リンジーは、バツ一の美人刑事。黒人で二児の母でもある検死官クレアとは無二の友人だった。二人は目下、街を震撼させている新婚夫婦殺人事件を担当している。捜査中に出会った新米記者シンディの勘の良さに目をつけたリンジーは、警察とは別の極秘捜査チームを結成することを思いつく。頭の切れる検事補ジルを加え、仕事上だけでなく、女性ならではの悩みを共有し、固い絆で結ばれてゆく女たち。各々の専門を生かし、本音をぶつけ合う中で、捜査の突破口が開けたかに思われたのだが…。全米で大ベストセラー、魅力的な四人のヒロインたちが活躍する、“女性殺人捜査クラブ”シリーズ、ついに日本上陸。
という内容に惹かれて読んでみたら、なかなかの掘り出し物でした。上昇志向がありながら、突然、再生不良性貧血という難病を患うヒロイン。新たな恋愛や女同士の友情などの多彩なテーマに、サイコじみた連続殺人事件が絡んでいるわけです。ただ、作者がTVか映画のライターなのかと思うほどにサービス精神が旺盛というか映像化を前提にしているかのようなストーリー展開で、そこら辺は若干興醒めしてしまうような…。
それとプロローグは、その後の展開の予測がついてしまうから、ない方がいいと思います。いくら冒頭で読者の心を掴むためであってもね。
以下、続きはネタばれしています。

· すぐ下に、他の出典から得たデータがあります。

#[cfg(test)]
mod tests {
    use super::*;
    use crate::test_prelude::*;
    use rstest::rstest;
    use texstack::PlaneCoord;

    #[rstest]
    #[case(FOURCC_DXT1, PixelFormat::BC1_UNORM)]
    #[case(FOURCC_DXT2, PixelFormat::BC2_UNORM)]
    #[case(FOURCC_DXT3, PixelFormat::BC2_UNORM)]
    #[case(FOURCC_DXT4, PixelFormat::BC3_UNORM)]
    #[case(FOURCC_DXT5, PixelFormat::BC3_UNORM)]
    #[case(FOURCC_ATI1, PixelFormat::BC4_UNORM)]
    #[case(FOURCC_ATI2, PixelFormat::BC5_UNORM)]
    #[case(D3DFMT_A32B32G32R32F, PixelFormat::RGBA_32_32_32_32_FLOAT)]
    #[case(D3DFMT_R16F, PixelFormat::R_16_FLOAT)]
    fn legacy_fourcc_formats(#[case] fourcc: u32, #[case] expected: PixelFormat) {
        let data = dds_with_fourcc(fourcc, expected, 8, 8);
        let image = decode(&data).unwrap();
        let plane = image.plane(PlaneCoord::default());
        assert_eq!(plane.format, expected);
        assert_eq!(plane.extent, Extent3D::new(8, 8, 1));
    }

    #[rstest]
    #[case(71, PixelFormat::BC1_UNORM)]
    #[case(34, PixelFormat::RG_16_16_FLOAT)]
    #[case(10, PixelFormat::RGBA_16_16_16_16_FLOAT)]
    #[case(2, PixelFormat::RGBA_32_32_32_32_FLOAT)]
    fn dx10_formats(#[case] dxgi: u32, #[case] expected: PixelFormat) {
        let data = dds_with_dx10(dxgi, expected, 8, 8);
        let image = decode(&data).unwrap();
        assert_eq!(image.plane(PlaneCoord::default()).format, expected);
    }

    #[test]
    fn dx10_codes_past_the_table_end_are_rejected() {
        // The DXGI table stops at 88 (B8G8R8X8_UNORM); BC7's code 98 is
        // outside it and must not decode.
        let data = dds_with_dx10(98, PixelFormat::BC7_UNORM, 4, 4);
        assert!(matches!(
            decode(&data),
            Err(FormatError::CorruptFile("unknown DXGI format"))
        ));
    }

    #[test]
    fn bc1_cubemap_with_mips() {
        let data = bc1_cubemap_dds(256, 9);
        let image = decode(&data).unwrap();
        let desc = image.desc();
        assert_eq!(desc.faces, 6);
        assert_eq!(desc.levels, 9);
        assert_eq!(desc.size, 262224);
        assert_eq!(image.plane(PlaneCoord::new(0, 0, 1)).slice, 8192);
    }

    #[test]
    fn mip_count_needs_all_three_flags() {
        // DDSD_MIPMAPCOUNT set but DDSCAPS_COMPLEX missing: single level.
        let mut data = bc1_dds_with_mips(64, 64, 7);
        let caps = DDSCAPS_TEXTURE | DDSCAPS_MIPMAP;
        write_u32(&mut data, DDS_CAPS_OFFSET, caps);
        let image = decode(&data).unwrap();
        assert_eq!(image.desc().levels, 1);
    }

    #[test]
    fn zero_mip_count_normalizes_to_one() {
        let mut data = bc1_dds_with_mips(64, 64, 1);
        write_u32(
            &mut data,
            DDS_FLAGS_OFFSET,
            DDSD_CAPS | DDSD_WIDTH | DDSD_HEIGHT | DDSD_PIXELFORMAT | DDSD_MIPMAPCOUNT,
        );
        write_u32(&mut data, DDS_CAPS_OFFSET, DDSCAPS_TEXTURE | DDSCAPS_MIPMAP | DDSCAPS_COMPLEX);
        write_u32(&mut data, DDS_MIPMAP_COUNT_OFFSET, 0);
        let image = decode(&data).unwrap();
        assert_eq!(image.desc().levels, 1);
    }

    #[test]
    fn bgra_is_rewritten_to_rgba() {
        // One BGRA pixel: B=10 G=20 R=30 A=40.
        let data = bgra8888_dds_with_pixels(1, 1, &[10, 20, 30, 40]);
        let image = decode(&data).unwrap();
        let plane = image.plane(PlaneCoord::default());
        assert_eq!(plane.format, PixelFormat::RGBA8);
        assert_eq!(image.data(), &[30, 20, 10, 40]);
    }

    #[test]
    fn bgrx_is_rewritten_to_rgbx() {
        let data = bgrx8888_dds_with_pixels(1, 1, &[10, 20, 30, 0]);
        let image = decode(&data).unwrap();
        let plane = image.plane(PlaneCoord::default());
        assert_eq!(plane.format, PixelFormat::RGBX_8_8_8_8_UNORM);
        assert_eq!(image.data(), &[30, 20, 10, 0]);
    }

    #[test]
    fn rgba32f_surface_converts_to_rgba8() {
        // 64x64 DX10 float surface, all channels 166/255.
        let gray = 166.0f32 / 255.0;
        let data = rgba32f_dds(64, 64, [gray, gray, gray, 1.0]);
        let image = decode(&data).unwrap();
        let plane = image.plane(PlaneCoord::default());
        assert_eq!(plane.format, PixelFormat::RGBA_32_32_32_32_FLOAT);
        assert_eq!(plane.extent, Extent3D::new(64, 64, 1));

        let pixels = plane.to_rgba8(image.data()).unwrap();
        assert_eq!(pixels[0], texstack::Rgba8::new(166, 166, 166, 255));
    }

    #[test]
    fn volume_texture_reads_depth() {
        let data = volume_rgba8_dds(4, 4, 4);
        let image = decode(&data).unwrap();
        assert_eq!(image.desc().faces, 1);
        assert_eq!(
            image.plane(PlaneCoord::default()).extent,
            Extent3D::new(4, 4, 4)
        );
    }

    #[test]
    fn rejects_bad_magic_and_short_input() {
        assert!(matches!(
            decode(&[0u8; 16]),
            Err(FormatError::UnsupportedFileFormat)
        ));
        let mut data = bc1_dds_with_mips(4, 4, 1);
        data[0] = b'X';
        assert!(matches!(
            decode(&data),
            Err(FormatError::UnsupportedFileFormat)
        ));
    }

    #[test]
    fn rejects_missing_dimension_flags() {
        let mut data = bc1_dds_with_mips(4, 4, 1);
        write_u32(&mut data, DDS_FLAGS_OFFSET, DDSD_CAPS | DDSD_PIXELFORMAT);
        assert!(matches!(decode(&data), Err(FormatError::CorruptFile(_))));
    }

    #[test]
    fn rejects_palettized_surfaces() {
        let mut data = bc1_dds_with_mips(4, 4, 1);
        write_u32(
            &mut data,
            DDS_PIXELFORMAT_FLAGS_OFFSET,
            DDPF_PALETTEINDEXED8,
        );
        assert!(matches!(decode(&data), Err(FormatError::CorruptFile(_))));
    }

    #[test]
    fn rejects_unknown_formats() {
        let mut data = bc1_dds_with_mips(4, 4, 1);
        write_u32(&mut data, FOURCC_OFFSET, u32::from_le_bytes(*b"UNKN"));
        assert!(matches!(
            decode(&data),
            Err(FormatError::CorruptFile("unrecognized DDS pixel format"))
        ));

        let mut data = dds_with_dx10(71, PixelFormat::BC1_UNORM, 4, 4);
        write_u32(&mut data, DX10_FORMAT_OFFSET, 9999);
        assert!(matches!(
            decode(&data),
            Err(FormatError::CorruptFile("unknown DXGI format"))
        ));
    }

    #[test]
    fn rejects_partial_cubemaps() {
        let mut data = bc1_dds_with_mips(4, 4, 1);
        write_u32(&mut data, DDS_CAPS2_OFFSET, DDSCAPS2_CUBEMAP | 0x400);
        assert!(matches!(
            decode(&data),
            Err(FormatError::CorruptFile("partial cubemap"))
        ));
    }

    #[test]
    fn rejects_truncated_pixel_blob() {
        let data = bc1_dds_with_mips(16, 16, 1);
        let cut = data.len() - 8;
        assert!(matches!(
            decode(&data[..cut]),
            Err(FormatError::CorruptFile("truncated DDS pixel blob"))
        ));
    }
}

ご注意下さい。
真犯人は、男装した女性の犯行だったのですが、
前妻が恨みから元夫である小説家に濡れ衣を着せた、という真相でも十分エンディングとしていけるのに、
実は、現在の妻が真犯人だった。この真相からちょっと“?”みたいな感じがして、納得出来ないながらもまあ、それもありかなと思っていたら、
最終的には、濡れ衣を着せられたと思われていた夫である小説家が犯罪を計画して、現在の妻に実行させていた、だなんて、ちょっとやり過ぎ、ひねり過ぎ。余韻もなにもあったもんじゃない。